There is a belief among the general public that employment volatility tends to be greater for firms with higher foreign exposure, but the relationship between the two is ambiguous in theory. This column uses firm-level data for Japan to compare the impact of foreign exposure on employment volatility for multinational, trading, and non-trading firms; for manufacturing and wholesale and retail trade; and for intra-firm and inter-firm trade. In manufacturing, the effect of exports on the volatility of employment varies, depending on the share of intrafirm exports to total sales. In wholesale retail, the effect of exports is generally insignificant.
Increased labour demand elasticities have important labour market consequences. As Rodrik (1997) noted, one of the main concerns is the relationship between foreign exposure and employment volatility—firms that are exposed to foreign demand and/or supply are expected to have higher labour demand elasticities.
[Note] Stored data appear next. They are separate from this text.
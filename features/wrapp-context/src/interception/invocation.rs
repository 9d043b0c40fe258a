use std::{cell::RefCell, fmt, rc::Rc};

use serde_json::Value;

use crate::{
    binding::{Binding, ResolutionOptions},
    binding_filter::compare_bindings_by_tag,
    builder::ContextBuilder,
    context::Context,
    errors::ContextError,
    interception::{merge_interceptors, Interceptable, Interceptor},
    keys::{ContextBindings, ContextTags},
    resolver::downcast,
    types::Instance,
    value_promise::Resolved,
};

/// A single method call travelling through an interceptor chain.
///
/// Carries its own child context of the context the call was made from, so
/// interceptors can bind per-invocation values. Arguments can be replaced by
/// interceptors before the target method sees them.
#[derive(Clone)]
pub struct InvocationContext(Rc<InvocationInner>);

struct InvocationInner {
    context: Context,
    target: Rc<dyn Interceptable>,
    method_name: String,
    args: RefCell<Vec<Instance>>,
    /// Type of what triggered the invocation, e.g. `proxy` or `route`
    source: Option<String>,
}

impl InvocationContext {
    pub fn new(
        parent: &Context,
        target: Rc<dyn Interceptable>,
        method_name: impl Into<String>,
        args: Vec<Instance>,
        source: Option<&str>,
    ) -> Self {
        let context = ContextBuilder::new()
            .parent(parent)
            .name_prefix("invocation")
            .build();
        InvocationContext(Rc::new(InvocationInner {
            context,
            target,
            method_name: method_name.into(),
            args: RefCell::new(args),
            source: source.map(str::to_string),
        }))
    }

    pub fn context(&self) -> &Context {
        &self.0.context
    }

    pub fn target(&self) -> Rc<dyn Interceptable> {
        self.0.target.clone()
    }

    pub fn method_name(&self) -> &str {
        &self.0.method_name
    }

    /// `Class.prototype.method`
    pub fn target_name(&self) -> String {
        format!("{}.prototype.{}", self.0.target.class_name(), self.0.method_name)
    }

    pub fn source(&self) -> Option<&str> {
        self.0.source.as_deref()
    }

    pub fn args(&self) -> Vec<Instance> {
        self.0.args.borrow().clone()
    }

    pub fn arg(&self, index: usize) -> Option<Instance> {
        self.0.args.borrow().get(index).cloned()
    }

    /// Typed access to an argument
    pub fn arg_as<T: 'static>(&self, index: usize) -> Result<Rc<T>, ContextError> {
        let arg = self.arg(index).ok_or_else(|| ContextError::Injection {
            target: format!("{}[{index}]", self.target_name()),
            message: "The invocation has no such argument".to_string(),
        })?;
        downcast(&arg)
    }

    /// Replaces the argument at `index`, appending if it is one past the end
    pub fn set_arg(&self, index: usize, value: Instance) {
        let mut args = self.0.args.borrow_mut();
        match args.get_mut(index) {
            Some(arg) => *arg = value,
            None => args.push(value),
        }
    }

    pub fn set_args(&self, args: Vec<Instance>) {
        *self.0.args.borrow_mut() = args;
    }

    pub fn assert_method_exists(&self) -> Result<(), ContextError> {
        if self.0.target.methods().contains(&self.method_name()) {
            return Ok(());
        }
        Err(ContextError::ProxyTarget {
            target: self.0.target.class_name().to_string(),
            method: self.0.method_name.clone(),
        })
    }

    /// Keys of the global interceptors applying to this invocation, in group order
    pub fn get_global_interceptor_binding_keys(&self) -> Result<Vec<String>, ContextError> {
        let mut bindings: Vec<Binding> = self
            .0
            .context
            .find_by_tag(ContextTags::GLOBAL_INTERCEPTOR)
            .into_iter()
            .filter(|binding| self.applies_to(binding))
            .collect();

        let ordered_groups = self
            .0
            .context
            .get_sync_with(
                ContextBindings::GLOBAL_INTERCEPTOR_ORDERED_GROUPS,
                ResolutionOptions::optional(),
            )?
            .map(|groups| downcast::<Vec<String>>(&groups))
            .transpose()?
            .map(|groups| groups.as_ref().clone())
            .unwrap_or_default();
        let compare = compare_bindings_by_tag(ContextTags::GLOBAL_INTERCEPTOR_GROUP, ordered_groups);
        bindings.sort_by(|a, b| compare(a, b));

        Ok(bindings.iter().map(|b| b.key().to_string()).collect())
    }

    /// Bindings without a source tag apply to every invocation, as do all global
    /// interceptors to invocations of unknown source
    fn applies_to(&self, binding: &Binding) -> bool {
        let Some(source) = self.source() else {
            return true;
        };
        match binding.tag_map().get(ContextTags::GLOBAL_INTERCEPTOR_SOURCE) {
            None => true,
            Some(Value::String(allowed)) => allowed == source,
            Some(Value::Array(allowed)) => allowed.iter().any(|s| s.as_str() == Some(source)),
            Some(_) => false,
        }
    }

    /// Global, then class, then method interceptors
    pub fn load_interceptors(&self) -> Result<Vec<Interceptor>, ContextError> {
        let target = &self.0.target;
        let interceptors = merge_interceptors(
            target.class_interceptors(),
            target.method_interceptors(self.method_name()),
        );
        let global = self
            .get_global_interceptor_binding_keys()?
            .into_iter()
            .map(Interceptor::Key)
            .collect();
        Ok(merge_interceptors(global, interceptors))
    }

    /// Calls the target method with the current arguments
    pub fn invoke_target_method(&self) -> Resolved<Instance> {
        tracing::trace!(target_name = self.target_name(), "Invoking target method");
        let args = self.args();
        self.0.target.invoke_method(self.method_name(), &args)
    }

    pub(crate) fn close(&self) {
        self.0.context.close();
    }
}

impl fmt::Debug for InvocationContext {
    fn fmt(&self, f: &mut fmt::Formatter<'_>) -> fmt::Result {
        f.debug_struct("InvocationContext")
            .field("context", &self.0.context.name())
            .field("target", &self.target_name())
            .field("args", &self.0.args.borrow().len())
            .field("source", &self.0.source)
            .finish()
    }
}
use std::{
    cell::RefCell,
    collections::{HashMap, HashSet},
    rc::Weak,
};

use crate::{
    binding::{Binding, BindingOperation},
    binding_filter::{has_wildcards, wildcard_to_regex, TagFilter, TagValueMatcher},
    context::ContextInner,
};

/// Index `tag name -> bindings` over the bindings of one context.
///
/// Queries answer with the same bindings a scan with [TagFilter::matches] would.
#[derive(Default)]
pub(crate) struct TagIndexer {
    index: RefCell<HashMap<String, Vec<Binding>>>,
    /// Change listeners registered on tracked bindings, by binding id
    listeners: RefCell<HashMap<usize, (Binding, u64)>>,
}

impl TagIndexer {
    /// Indexes `binding` and keeps it indexed when its tags change. Any change to
    /// the binding bumps the revision of its owner.
    pub(crate) fn track(&self, binding: &Binding, owner: Weak<ContextInner>) {
        self.index(binding);
        let listener = binding.on_changed(move |event| {
            let Some(owner) = owner.upgrade() else {
                return;
            };
            owner.touch();
            if event.operation == BindingOperation::Tag {
                owner.indexer.unindex(&event.binding);
                owner.indexer.index(&event.binding);
            }
        });
        let previous = self
            .listeners
            .borrow_mut()
            .insert(binding.id(), (binding.clone(), listener));
        if let Some((binding, listener)) = previous {
            binding.remove_changed_listener(listener);
        }
    }

    pub(crate) fn untrack(&self, binding: &Binding) {
        self.unindex(binding);
        let removed = self.listeners.borrow_mut().remove(&binding.id());
        if let Some((binding, listener)) = removed {
            binding.remove_changed_listener(listener);
        }
    }

    fn index(&self, binding: &Binding) {
        let mut index = self.index.borrow_mut();
        for tag in binding.tag_names() {
            let bindings = index.entry(tag).or_default();
            if !bindings.iter().any(|b| b.ptr_eq(binding)) {
                bindings.push(binding.clone());
            }
        }
    }

    fn unindex(&self, binding: &Binding) {
        let mut index = self.index.borrow_mut();
        index.retain(|_, bindings| {
            bindings.retain(|b| !b.ptr_eq(binding));
            !bindings.is_empty()
        });
    }

    /// Ids of the indexed bindings matching `filter`, or `None` if the filter
    /// cannot be answered from the index
    pub(crate) fn find(&self, filter: &TagFilter) -> Option<HashSet<usize>> {
        let index = self.index.borrow();
        let union = |matches: &dyn Fn(&str) -> bool| {
            index
                .iter()
                .filter(|(tag, _)| matches(tag))
                .flat_map(|(_, bindings)| bindings.iter().map(Binding::id))
                .collect::<HashSet<_>>()
        };

        let found = match filter {
            TagFilter::Name(name) if !has_wildcards(name) => index
                .get(name)
                .map(|bindings| bindings.iter().map(Binding::id).collect())
                .unwrap_or_default(),
            TagFilter::Name(name) => {
                let regex = wildcard_to_regex(name);
                union(&|tag| regex.is_match(tag))
            }
            TagFilter::Pattern(regex) => union(&|tag| regex.is_match(tag)),
            TagFilter::Values(pairs) => {
                // Custom predicates may accept bindings without the tag
                let custom = pairs
                    .iter()
                    .any(|(_, matcher)| matches!(matcher, TagValueMatcher::Custom(_)));
                let (first, _) = pairs.first()?;
                if custom {
                    return None;
                }
                let Some(candidates) = index.get(first) else {
                    return Some(HashSet::new());
                };
                candidates
                    .iter()
                    .filter(|binding| filter.matches(&binding.tag_map()))
                    .map(Binding::id)
                    .collect()
            }
        };
        Some(found)
    }
}
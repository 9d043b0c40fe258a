use pretty_assertions::assert_eq;
use proptest::prelude::*;
use regex::Regex;
use serde_json::{json, Value};
use wrapp_context::{Binding, BindingFilter, Context, TagFilter, TagValueMatcher};

const TAGS: [&str; 4] = ["controller", "repository", "service", "route"];

fn tag_values() -> [Value; 3] {
    [json!("a"), json!("b"), json!(["a", "b"])]
}

fn queries() -> Vec<TagFilter> {
    let mut queries: Vec<TagFilter> = TAGS.iter().map(|tag| TagFilter::from(*tag)).collect();
    queries.extend([TagFilter::from("r*"), TagFilter::from("*o*")]);
    queries.extend([
        TagFilter::from(Regex::new("^(controller|route)$").unwrap()),
        TagFilter::from(Regex::new("e$").unwrap()),
    ]);
    queries.extend([
        TagFilter::values([("service", json!("a"))]),
        TagFilter::values([("controller", TagValueMatcher::Any), ("route", TagValueMatcher::Any)]),
        TagFilter::values([("route", TagValueMatcher::Includes(json!("b")))]),
        TagFilter::values([
            ("repository", TagValueMatcher::Includes(json!("a"))),
            ("service", TagValueMatcher::Any),
        ]),
    ]);
    queries
}

#[derive(Debug, Clone)]
enum Step {
    Bind { key: usize, tags: Vec<usize>, in_parent: bool },
    Tag { key: usize, tag: usize },
    TagValue { key: usize, tag: usize, value: usize },
    Unbind { key: usize },
}

fn step() -> impl Strategy<Value = Step> {
    prop_oneof![
        4 => (0..6usize, prop::collection::vec(0..TAGS.len(), 0..3), any::<bool>())
            .prop_map(|(key, tags, in_parent)| Step::Bind { key, tags, in_parent }),
        2 => (0..6usize, 0..TAGS.len()).prop_map(|(key, tag)| Step::Tag { key, tag }),
        2 => (0..6usize, 0..TAGS.len(), 0..3usize)
            .prop_map(|(key, tag, value)| Step::TagValue { key, tag, value }),
        1 => (0..6usize).prop_map(|key| Step::Unbind { key }),
    ]
}

fn keys(bindings: &[Binding]) -> Vec<String> {
    bindings.iter().map(|binding| binding.key().to_string()).collect()
}

fn scan(ctx: &Context, query: &TagFilter) -> Vec<Binding> {
    let query = query.clone();
    ctx.find(BindingFilter::new(move |binding| query.matches(&binding.tag_map())))
}

proptest! {
    #[test]
    fn indexed_tag_queries_match_a_linear_scan(steps in prop::collection::vec(step(), 1..24)) {
        let parent = Context::new("parent");
        let child = Context::with_parent(&parent, "child");

        for step in steps {
            match step {
                Step::Bind { key, tags, in_parent } => {
                    let ctx = if in_parent { &parent } else { &child };
                    ctx.bind(format!("key{key}"))
                        .unwrap()
                        .to(key)
                        .tags(tags.into_iter().map(|tag| TAGS[tag]));
                }
                Step::Tag { key, tag } => {
                    if let Some(binding) = child.find_binding(&format!("key{key}")) {
                        binding.tag(TAGS[tag]);
                    }
                }
                Step::TagValue { key, tag, value } => {
                    let binding = parent
                        .find_binding(&format!("key{key}"))
                        .or_else(|| child.find_binding(&format!("key{key}")));
                    if let Some(binding) = binding {
                        binding.tag_value(TAGS[tag], tag_values()[value].clone());
                    }
                }
                Step::Unbind { key } => {
                    child.unbind(format!("key{key}")).unwrap();
                }
            }
        }

        for (n, query) in queries().into_iter().enumerate() {
            for ctx in [&parent, &child] {
                assert_eq!(
                    keys(&ctx.find_by_tag(query.clone())),
                    keys(&scan(ctx, &query)),
                    "query #{n} in {}",
                    ctx.name()
                );
            }
        }
    }
}

#[test]
fn value_queries_are_answered_from_the_index() {
    let ctx = Context::new("app");
    ctx.bind("a").unwrap().to(1u8).tag_value("group", "x");
    ctx.bind("b").unwrap().to(2u8).tag_value("group", "y");
    ctx.bind("c").unwrap().to(3u8).tag("other");

    let found = ctx.find_by_tag(TagFilter::values([("group", json!("y"))]));
    assert_eq!(keys(&found), vec!["b"]);

    ctx.find_binding("a").unwrap().tag_value("group", "y");
    let found = ctx.find_by_tag(TagFilter::values([("group", json!("y"))]));
    assert_eq!(keys(&found), vec!["a", "b"]);
}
For example, trade liberalisation could cause greater product market competition, which results in higher labour demand elasticities (e.g. Rodrik 1997). Offshoring could increase the substitution between foreign and domestic workers, which also flattens the labour demand curve (e.g. Senses 2010). Thus, it is widely believed by the general public that the employment of firms with higher foreign exposure tends to be more volatile than that of domestic firms.
If firms are risk neutral, whether employment volatility is high or not does not seem to be a problem, provided that there are no labour adjustment costs. However, when firms face high labour adjustment costs, higher employment volatility will be an issue because it will generate large adjustment costs to the economy as a whole. Indeed, OECD (2005) featured labour adjustment costs as one of the concerns relating to the expansion of international trade and foreign direct investment (FDI). The adjustment of labour in response to foreign exposure is an important concern for policy makers.
Despite this importance, the relationship between foreign exposure and employment volatility is theoretically ambiguous. In the case of exports, on the one hand, employment volatility will be higher for exporters than for non-exporters if the volatility of shocks is significantly higher for the trading partners than for the home country (in this column, Japan), or if the export activity itself is volatile, owing to, for example, changes in the exchange rate. On the other hand, exporters may be able to absorb demand shocks in one country, diversifying their activities in other countries.
Similarly, in the case of imports, a firm that sources inputs from many countries can more easily absorb a shock to a particular input by switching its sources to another country, compared with a firm that sources inputs only from the domestic market. In contrast, importers could have higher employment volatility if imported intermediate inputs are easily substitutable for labour inputs. A similar argument can be applied to the case of FDI. Because the effects of foreign exposure on employment volatility are ambiguous in theory, empirical analysis is needed to clarify which effects appear to be strongest in reality.
A number of studies have examined the causes and effects of employment volatility. To our knowledge, only Kurz and Senses (2016) have examined the relationship between foreign exposure and employment volatility. Using firm- and transaction-level data from US manufacturing firms between 1991 and 2005, they found that the employment of exporters was less volatile than that of domestic firms, whereas that of importers was more volatile. Their study also found a non-monotonic relationship between export status and employment volatility. The effects of exports could be more or less volatile, depending on the share of exports to total sales. They concluded that "as long as a firm's overall exposure is not too large, exporting affords firms the ability to diversify their demand sources across countries and products".
Building upon Kurz and Senses (2016), in a new paper we examine the theoretically ambiguous relationship between the volatility of employment growth and the foreign exposure of a firm (Higuchi et al. 2016). We use unique firm-level data for Japan for the period 1994-2012, which allow us to examine the differences between 1) multinational firms, trading firms, and non-trading firms, 2) manufacturing and wholesale and retail trade, and 3) intra-firm and inter-firm trade.